The Cultural Horsemanship Program has just finished its third week, working with Mount Isa youth at risk.
They have their own story of survival; their mother died when Patrick was six and David was five.
They had two older brothers and a threeyear-old sister, and the family was split up.
Patrick was adopted into a white family and grew up in Mackay and didn't see his family again until he was 19.
His home life was not not good - his foster father was abusive and he lived on a Housing Corporation street.
As a youth he got into drugs and ran wild.
"I was pretty much in the same scene as many of these boys, they all think they're gangsters, but they're not," he laughed.
"I could have ended up in jail, but at about the age of 22 or 23, I turned myself around."
"It was basically my choice... my choice to move forward.
"I could have run with the pack. I could have been a bikie or a a drug dealer. I could have been in jail."
With that kind of background, the two brothers talked about how they could help young Indigenous kids.
"We set up our own company, Mona Aboriginal Corporation, in memory of our mother; we got a project plan together and sourced funding and got a small pilot grant from the Indigenous Coordination Centre (ICC) to run the program," Patrick said.
The grant only covers food and essentials for the project.
The mentors, Patrick and David are all volunteering their time - taking up to 10 young people for a week at a time on their version of a boot camp at Flora Downs.
Patrick has taken leave from his job at the Department of Communities in Cairns, and David from his mining job.
David's wife Angela does the cooking and up to nine Indigenous mentors have pitched in to help voluntarily.
The camp uses workers' accommodation at Flora Downs and the young people are up before dawn to learn skills such as fencing and horsemanship.
"We've got a mixture of kids who don't usually mix together in an urban environment: gangsters, ringleaders, petrol sniffers, kids just about to disengage from school and those who already have," Patrick said.
"It takes about two or three days for the kids to "come out of themselves.
"It's great to see them sitting down and talking with each other, playing games, playing cards.
"We have a TV here in the middle of the room and not one of the kids wanted to turn it on."
The youths have to go cold turkey - withdrawing from petrol or glue sniffing, alcohol, drugs and nicotine.
"We have a yo-yo here for them for stress relief, that's it; no glue, no smokes," Patrick said.

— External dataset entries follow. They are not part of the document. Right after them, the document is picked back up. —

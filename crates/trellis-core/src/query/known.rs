//! Everything known about one subject.
//!
//! Resolves a package, source or artifact identity to its node and collects
//! the evidence attached to it. A versioned package yields two sections: one
//! for the name node and one for the version node.

use std::collections::{BTreeSet, HashSet};

use serde::Serialize;

use super::{build_path, fan_out, NeighborResolver, Neighbors, QueryContext};
use crate::error::Result;
use crate::identity::Subject;
use crate::ontology::{EdgeFilter, GraphNode, NodeId};
use crate::store::{GraphBackend, ResolvedSubject};

/// Which node a report section describes.
#[derive(Debug, Clone, Copy, PartialEq, Eq, Serialize)]
#[serde(rename_all = "snake_case")]
pub enum SectionKind {
    PackageName,
    PackageVersion,
    SourceName,
    Artifact,
}

impl SectionKind {
    pub fn title(&self) -> &'static str {
        match self {
            SectionKind::PackageName => "Package Name",
            SectionKind::PackageVersion => "Package Version",
            SectionKind::SourceName => "Source Name",
            SectionKind::Artifact => "Artifact",
        }
    }
}

#[derive(Debug, Clone, PartialEq, Serialize)]
pub struct KnownSection {
    pub kind: SectionKind,
    /// The node the section is about.
    pub id: NodeId,
    /// Ancestry of `id`, `id` first.
    pub chain: Vec<NodeId>,
    pub neighbors: Neighbors,
    /// `chain` followed by the neighbor ids, deduplicated.
    pub path: Vec<NodeId>,
}

/// Vulnerability certifications across a report. Clean scans are counted
/// apart from findings.
#[derive(Debug, Clone, Default, PartialEq, Eq, Serialize)]
pub struct VulnerabilitySummary {
    /// CertifyVuln records carrying the NoVuln sentinel.
    pub certified_clean: usize,
    /// CertifyVuln records naming a real vulnerability.
    pub vulnerable: usize,
    /// Distinct real vulnerability ids, sorted.
    pub distinct_ids: Vec<String>,
}

#[derive(Debug, Clone, PartialEq, Serialize)]
pub struct KnownReport {
    pub subject: Subject,
    /// The resolved subject node.
    pub node: GraphNode,
    pub sections: Vec<KnownSection>,
}

impl KnownReport {
    pub fn section(&self, kind: SectionKind) -> Option<&KnownSection> {
        self.sections.iter().find(|s| s.kind == kind)
    }

    pub fn vulnerability_summary(&self) -> VulnerabilitySummary {
        let mut seen = HashSet::new();
        let mut summary = VulnerabilitySummary::default();
        let mut ids = BTreeSet::new();
        for section in &self.sections {
            for cert in &section.neighbors.certify_vuln {
                if !seen.insert(&cert.id) {
                    continue;
                }
                if cert.vulnerability.is_no_vuln() {
                    summary.certified_clean += 1;
                } else {
                    summary.vulnerable += 1;
                    ids.insert(cert.vulnerability.to_string());
                }
            }
        }
        summary.distinct_ids = ids.into_iter().collect();
        summary
    }
}

/// Runs the known query against one backend.
pub struct KnownQuery<'a> {
    backend: &'a dyn GraphBackend,
    resolver: &'a NeighborResolver,
}

impl<'a> KnownQuery<'a> {
    pub fn new(backend: &'a dyn GraphBackend, resolver: &'a NeighborResolver) -> Self {
        Self { backend, resolver }
    }

    pub async fn known(&self, ctx: &QueryContext, subject: &Subject) -> Result<KnownReport> {
        let spec = subject.to_spec();
        let resolved = ctx.call(self.backend.resolve_identity(&spec)).await?;
        tracing::debug!(%subject, id = %resolved.id, "resolved subject");

        let targets = section_targets(subject, &resolved);
        let all = EdgeFilter::all();
        let neighbor_sets = fan_out(
            ctx,
            targets
                .iter()
                .map(|(_, chain)| self.resolver.neighbors(ctx, &chain[0], &all)),
        )
        .await?;

        let sections = targets
            .into_iter()
            .zip(neighbor_sets)
            .map(|((kind, chain), neighbors)| {
                let path = build_path(&chain, &neighbors.path);
                KnownSection {
                    kind,
                    id: chain[0].clone(),
                    chain,
                    neighbors,
                    path,
                }
            })
            .collect();

        Ok(KnownReport {
            subject: subject.clone(),
            node: resolved.node,
            sections,
        })
    }
}

/// Sections to collect, each with its non-empty root chain.
fn section_targets(subject: &Subject, resolved: &ResolvedSubject) -> Vec<(SectionKind, Vec<NodeId>)> {
    let chain = if resolved.chain.is_empty() {
        vec![resolved.id.clone()]
    } else {
        resolved.chain.clone()
    };
    match subject {
        Subject::Package(coord) if coord.version.is_some() && chain.len() > 1 => vec![
            (SectionKind::PackageName, chain[1..].to_vec()),
            (SectionKind::PackageVersion, chain),
        ],
        Subject::Package(_) => vec![(SectionKind::PackageName, chain)],
        Subject::Source(_) => vec![(SectionKind::SourceName, chain)],
        Subject::Artifact(_) => vec![(SectionKind::Artifact, chain)],
    }
}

The young people have found their country appetites and have been enjoying their food and there's no complaints about the lack of junk food or cigarettes.
"They get up at the crack of dawn and at half past eight at night, they're straight to bed," Patrick said.

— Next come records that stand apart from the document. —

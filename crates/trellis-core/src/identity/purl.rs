//! Package URL parsing and canonical re-encoding.
//!
//! `pkg:<type>/<namespace...>/<name>@<version>?<qualifiers>#<subpath>`

use std::collections::BTreeSet;

use percent_encoding::{percent_decode_str, utf8_percent_encode, AsciiSet, CONTROLS};
use serde::{Deserialize, Serialize};

use crate::error::{GraphError, IdentityKind, Result};
use crate::ontology::PackageQualifier;
use crate::spec::{PkgSpec, QualifierSpec};

/// Characters escaped inside a single purl component.
const COMPONENT: &AsciiSet = &CONTROLS
    .add(b' ')
    .add(b'"')
    .add(b'#')
    .add(b'%')
    .add(b'&')
    .add(b'/')
    .add(b'<')
    .add(b'>')
    .add(b'?')
    .add(b'@')
    .add(b'`')
    .add(b'{')
    .add(b'}');

/// Qualifier values additionally escape `=` and `+`.
const QUALIFIER_VALUE: &AsciiSet = &COMPONENT.add(b'=').add(b'+');

/// A decomposed package identity.
#[derive(Debug, Clone, Default, PartialEq, Eq, Serialize, Deserialize)]
pub struct PackageCoordinate {
    pub pkg_type: String,
    pub namespace: String,
    pub name: String,
    pub version: Option<String>,
    pub subpath: Option<String>,
    /// Sorted by key, no empty values.
    pub qualifiers: Vec<PackageQualifier>,
}

impl PackageCoordinate {
    /// Parse a purl.
    pub fn parse(input: &str) -> Result<Self> {
        let malformed = |reason: &str| GraphError::malformed(IdentityKind::Package, input, reason);

        let trimmed = input.trim();
        let rest = match trimmed.split_once(':') {
            Some((scheme, rest)) if scheme.eq_ignore_ascii_case("pkg") => rest,
            _ => return Err(malformed("missing 'pkg:' scheme")),
        };
        let rest = rest.trim_start_matches('/');

        let (rest, subpath) = match rest.split_once('#') {
            Some((rest, subpath)) => (rest, parse_subpath(input, subpath)?),
            None => (rest, None),
        };

        let (rest, qualifiers) = match rest.split_once('?') {
            Some((rest, query)) => (rest, parse_qualifiers(input, query)?),
            None => (rest, Vec::new()),
        };

        let rest = rest.trim_end_matches('/');
        let (pkg_type, path) = rest
            .split_once('/')
            .ok_or_else(|| malformed("expected '<type>/<name>'"))?;
        let pkg_type = pkg_type.to_lowercase();
        if pkg_type.is_empty() {
            return Err(malformed("empty package type"));
        }

        let mut segments: Vec<&str> = path.split('/').filter(|s| !s.is_empty()).collect();
        let last = segments.pop().ok_or_else(|| malformed("missing package name"))?;

        let (raw_name, raw_version) = match last.rsplit_once('@') {
            Some((name, version)) => (name, Some(version)),
            None => (last, None),
        };
        let mut name = decode(input, raw_name)?;
        if name.is_empty() {
            return Err(malformed("missing package name"));
        }
        let version = match raw_version {
            Some(v) => Some(decode(input, v)?).filter(|v| !v.is_empty()),
            None => None,
        };

        let mut namespace = segments
            .iter()
            .map(|s| decode(input, s))
            .collect::<Result<Vec<_>>>()?
            .join("/");

        match pkg_type.as_str() {
            "github" | "bitbucket" => {
                namespace = namespace.to_lowercase();
                name = name.to_lowercase();
            }
            "pypi" => {
                name = name.to_lowercase().replace('_', "-");
            }
            _ => {}
        }

        Ok(Self {
            pkg_type,
            namespace,
            name,
            version,
            subpath,
            qualifiers,
        })
    }

    /// Canonical purl form.
    pub fn to_purl(&self) -> String {
        let mut out = format!("pkg:{}/", self.pkg_type);
        for segment in self.namespace.split('/').filter(|s| !s.is_empty()) {
            out.push_str(&utf8_percent_encode(segment, COMPONENT).to_string());
            out.push('/');
        }
        out.push_str(&utf8_percent_encode(&self.name, COMPONENT).to_string());

        if let Some(version) = &self.version {
            out.push('@');
            out.push_str(&utf8_percent_encode(version, COMPONENT).to_string());
        }

        if !self.qualifiers.is_empty() {
            let pairs: Vec<String> = self
                .qualifiers
                .iter()
                .map(|q| format!("{}={}", q.key, utf8_percent_encode(&q.value, QUALIFIER_VALUE)))
                .collect();
            out.push('?');
            out.push_str(&pairs.join("&"));
        }

        if let Some(subpath) = &self.subpath {
            let segments: Vec<String> = subpath
                .split('/')
                .map(|s| utf8_percent_encode(s, COMPONENT).to_string())
                .collect();
            out.push('#');
            out.push_str(&segments.join("/"));
        }
        out
    }

    /// Spec addressing this coordinate.
    ///
    /// Without a version the spec addresses the name level. With one it
    /// addresses exactly one version node, so qualifiers and subpath are
    /// pinned as well.
    pub fn to_spec(&self) -> PkgSpec {
        let mut spec = PkgSpec {
            pkg_type: Some(self.pkg_type.clone()),
            namespace: Some(self.namespace.clone()),
            name: Some(self.name.clone()),
            ..Default::default()
        };
        if let Some(version) = &self.version {
            spec.version = Some(version.clone());
            spec.subpath = Some(self.subpath.clone().unwrap_or_default());
            spec.qualifiers = self
                .qualifiers
                .iter()
                .map(|q| QualifierSpec::new(&q.key, Some(q.value.as_str())))
                .collect();
            spec.match_only_empty_qualifiers = Some(self.qualifiers.is_empty());
        }
        spec
    }
}

impl std::fmt::Display for PackageCoordinate {
    fn fmt(&self, f: &mut std::fmt::Formatter<'_>) -> std::fmt::Result {
        f.write_str(&self.to_purl())
    }
}

fn decode(input: &str, raw: &str) -> Result<String> {
    percent_decode_str(raw)
        .decode_utf8()
        .map(|s| s.into_owned())
        .map_err(|_| GraphError::malformed(IdentityKind::Package, input, "invalid percent-encoding"))
}

fn parse_qualifiers(input: &str, query: &str) -> Result<Vec<PackageQualifier>> {
    let mut qualifiers = Vec::new();
    let mut seen = BTreeSet::new();
    for pair in query.split('&').filter(|p| !p.is_empty()) {
        let (key, value) = pair.split_once('=').ok_or_else(|| {
            GraphError::malformed(IdentityKind::Package, input, format!("qualifier '{}' has no '='", pair))
        })?;
        let key = key.trim().to_lowercase();
        if key.is_empty() {
            return Err(GraphError::malformed(IdentityKind::Package, input, "empty qualifier key"));
        }
        if !seen.insert(key.clone()) {
            return Err(GraphError::malformed(IdentityKind::Package, input, "duplicate qualifier key"));
        }
        let value = decode(input, value)?;
        if value.is_empty() {
            continue;
        }
        qualifiers.push(PackageQualifier::new(key, value));
    }
    qualifiers.sort();
    Ok(qualifiers)
}

fn parse_subpath(input: &str, raw: &str) -> Result<Option<String>> {
    let segments = raw
        .split('/')
        .filter(|s| !s.is_empty() && *s != "." && *s != "..")
        .map(|s| decode(input, s))
        .collect::<Result<Vec<String>>>()?;
    Ok((!segments.is_empty()).then(|| segments.join("/")))
}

After a couple of days working with the horses, the boys are ready to ride by themselves.
"You should see the huge smiles on their faces; it's really built up their confidence," Patrick said.
"These kids are turning their lives around."

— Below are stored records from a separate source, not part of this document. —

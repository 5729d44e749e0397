use trellis_core::{GraphError, IdentityKind, PackageCoordinate, Subject, SubjectType};

#[test]
fn test_subject_type_parsing() {
    assert_eq!("Package".parse::<SubjectType>().unwrap(), SubjectType::Package);
    assert_eq!("source".parse::<SubjectType>().unwrap(), SubjectType::Source);
    let err = "image".parse::<SubjectType>().unwrap_err();
    assert!(matches!(
        err,
        GraphError::MalformedIdentity {
            kind: IdentityKind::SubjectType,
            ..
        }
    ));
}

#[test]
fn test_subject_parse_dispatches_on_type() {
    let subject = Subject::parse(SubjectType::Package, "pkg:pypi/Django_Rest@3.14").unwrap();
    assert_eq!(subject.subject_type(), SubjectType::Package);
    assert_eq!(subject.to_string(), "pkg:pypi/django-rest@3.14");

    let subject = Subject::parse(SubjectType::Artifact, "sha256:ABC").unwrap();
    assert_eq!(subject.to_string(), "sha256:abc");
}

#[test]
fn test_malformed_identity_reports_kind() {
    let err = Subject::parse(SubjectType::Source, "github.com/guacsec/guac").unwrap_err();
    assert!(matches!(
        err,
        GraphError::MalformedIdentity {
            kind: IdentityKind::Source,
            ..
        }
    ));

    for bad in ["sha256", "sha256-abcd", "a:b:c", ":abcd"] {
        let err = Subject::parse(SubjectType::Artifact, bad).unwrap_err();
        assert!(matches!(
            err,
            GraphError::MalformedIdentity {
                kind: IdentityKind::Artifact,
                ..
            }
        ));
    }

    let err = Subject::parse(SubjectType::Package, "npm/lodash").unwrap_err();
    assert!(matches!(
        err,
        GraphError::MalformedIdentity {
            kind: IdentityKind::Package,
            ..
        }
    ));
}

#[test]
fn test_purl_canonical_form() {
    let coord =
        PackageCoordinate::parse("pkg:maven/org.apache.commons/commons-lang3@3.12.0?type=jar&classifier=sources")
            .unwrap();
    assert_eq!(coord.namespace, "org.apache.commons");
    let keys: Vec<&str> = coord.qualifiers.iter().map(|q| q.key.as_str()).collect();
    assert_eq!(keys, vec!["classifier", "type"]);
    assert_eq!(
        coord.to_purl(),
        "pkg:maven/org.apache.commons/commons-lang3@3.12.0?classifier=sources&type=jar"
    );
}

#[test]
fn test_versioned_purl_spec_pins_version_level() {
    let coord = PackageCoordinate::parse("pkg:npm/lodash@4.17.21").unwrap();
    let spec = coord.to_spec();
    assert!(spec.targets_version());
    assert_eq!(spec.subpath.as_deref(), Some(""));
    assert_eq!(spec.match_only_empty_qualifiers, Some(true));
}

He is hoping for an extension of funding for the program.
"We're covering education, health and well-being for these kids; we're 100 per cent Indigenous owned and run, and our mentors are all Indigenous people with local knowledge," Patrick said
Member for Mount Isa Robbie Katter, spent a few hours with the youth on the program at Flora Downs last week and said he was very impressed with it.
"It has huge potential," he said.
"Just getting these kids out of the city and onto the land brings out another side to them and it's run by local people who are doing a great job."
Patrick and David said they were grateful to the owners of Flora Downs for the use of their facilities to run their Cultural Horsemanship program.